EXERCISE BRIEF: The entries below hold a line with "pub data: Vec<Vec<f64>>" and a line with "let u1: f64 = 1.0 - rng.gen::<f64>();". Return those lines and all that lie between them, exactly and only.

Stored data
use rand::Rng;
use serde::{Serialize, Deserialize};
use std::f64::consts::PI;
use std::ops::{Add, AddAssign};

/// Dense row-major matrix. A layer's weights are stored as
/// `rows = layer size`, `cols = previous layer size`.
#[derive(Debug, Clone, PartialEq, Serialize, Deserialize)]
pub struct Matrix{
    pub rows: usize,
    pub cols: usize,
    pub data: Vec<Vec<f64>>
}

impl Matrix{
    pub fn zeros(rows: usize, cols: usize) -> Matrix {
        Matrix{
            rows,
            cols,
            data: vec![vec![0.0; cols]; rows]
        }
    }

    /// Samples a single value from N(0, 1) using the Box-Muller transform.
    fn sample_standard_normal<R: Rng>(rng: &mut R) -> f64 {
        // Both uniforms in (0, 1] to avoid log(0).
        let u1: f64 = 1.0 - rng.gen::<f64>();
        let u2: f64 = 1.0 - rng.gen::<f64>();
        (-2.0 * u1.ln()).sqrt() * (2.0 * PI * u2).cos()
    }

    /// Xavier (Glorot) initialization: samples from N(0, sqrt(1 / cols)).
    ///
    /// `cols` is the fan-in. The caller owns the RNG so a seeded network is
    /// reproducible.
    pub fn xavier<R: Rng>(rows: usize, cols: usize, rng: &mut R) -> Matrix {
        let std_dev = (1.0 / cols.max(1) as f64).sqrt();
        let mut res = Matrix::zeros(rows, cols);
        for i in 0..rows {
            for j in 0..cols {
                res.data[i][j] = Matrix::sample_standard_normal(rng) * std_dev;
            }
        }
        res
    }

    pub fn from_data(data: Vec<Vec<f64>>) -> Matrix {
        Matrix {
            rows: data.len(),
            cols: data.first().map_or(0, |row| row.len()),
            data
        }
    }

    /// Outer product `column ⊗ row`, shape `(column.len(), row.len())`.
    pub fn outer(column: &[f64], row: &[f64]) -> Matrix {
        Matrix::from_data(
            column.iter()
                .map(|c| row.iter().map(|r| c * r).collect())
                .collect()
        )
        .with_shape(column.len(), row.len())
    }

    pub fn transpose(&self) -> Matrix {
        let mut res = Matrix::zeros(self.cols, self.rows);

        for i in 0..res.rows {
            for j in 0..res.cols {
                res.data[i][j] = self.data[j][i];
            }
        }

        res
    }

    /// Matrix-vector product `self · v`. `v.len()` must equal `cols`.
    pub fn mul_vec(&self, v: &[f64]) -> Vec<f64> {
        assert_eq!(self.cols, v.len(), "Matrices are of incorrect sizes");
        self.data.iter()
            .map(|row| row.iter().zip(v).map(|(w, x)| w * x).sum())
            .collect()
    }

    pub fn map<F>(&self, functor: F) -> Matrix
    where
        F: Fn(f64) -> f64,
    {
        Matrix {
            rows: self.rows,
            cols: self.cols,
            data: self.data.iter()
                .map(|row| row.iter().map(|&x| functor(x)).collect())
                .collect(),
        }
    }

    pub fn scale(&self, factor: f64) -> Matrix {
        self.map(|x| x * factor)
    }

    /// Largest absolute entry, `0.0` for an empty matrix.
    pub fn max_abs(&self) -> f64 {
        self.data.iter()
            .flat_map(|row| row.iter())
            .fold(0.0, |acc: f64, x| acc.max(x.abs()))
    }

    pub fn shape(&self) -> (usize, usize) {
        (self.rows, self.cols)
    }

    // Keeps an explicit column count for matrices with zero rows.
    fn with_shape(mut self, rows: usize, cols: usize) -> Matrix {
        self.rows = rows;
        self.cols = cols;
        self
    }
}

impl Default for Matrix {
    fn default() -> Self {
        Matrix { rows: 0, cols: 0, data: vec![] }
    }
}

impl Add for Matrix {
    type Output = Matrix;

    fn add(mut self, rhs: Self) -> Self::Output {
        self += &rhs;
        self
    }
}

impl AddAssign<&Matrix> for Matrix {
    fn add_assign(&mut self, rhs: &Matrix) {
        if self.rows != rhs.rows || self.cols != rhs.cols {
            panic!("Matrices are of incorrect sizes")
        }

        for i in 0..self.rows {
            for j in 0..self.cols {
                self.data[i][j] += rhs.data[i][j];
            }
        }
    }
}

/// Element-wise (Hadamard) product of two equal-length vectors.
pub fn hadamard(a: &[f64], b: &[f64]) -> Vec<f64> {
    assert_eq!(a.len(), b.len());
    a.iter().zip(b).map(|(x, y)| x * y).collect()
}

/// Element-wise `a - b`.
pub fn subtract(a: &[f64], b: &[f64]) -> Vec<f64> {
    assert_eq!(a.len(), b.len());
    a.iter().zip(b).map(|(x, y)| x - y).collect()
}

SOLUTION:
    pub data: Vec<Vec<f64>>
}

impl Matrix{
    pub fn zeros(rows: usize, cols: usize) -> Matrix {
        Matrix{
            rows,
            cols,
            data: vec![vec![0.0; cols]; rows]
        }
    }

    /// Samples a single value from N(0, 1) using the Box-Muller transform.
    fn sample_standard_normal<R: Rng>(rng: &mut R) -> f64 {
        // Both uniforms in (0, 1] to avoid log(0).
        let u1: f64 = 1.0 - rng.gen::<f64>();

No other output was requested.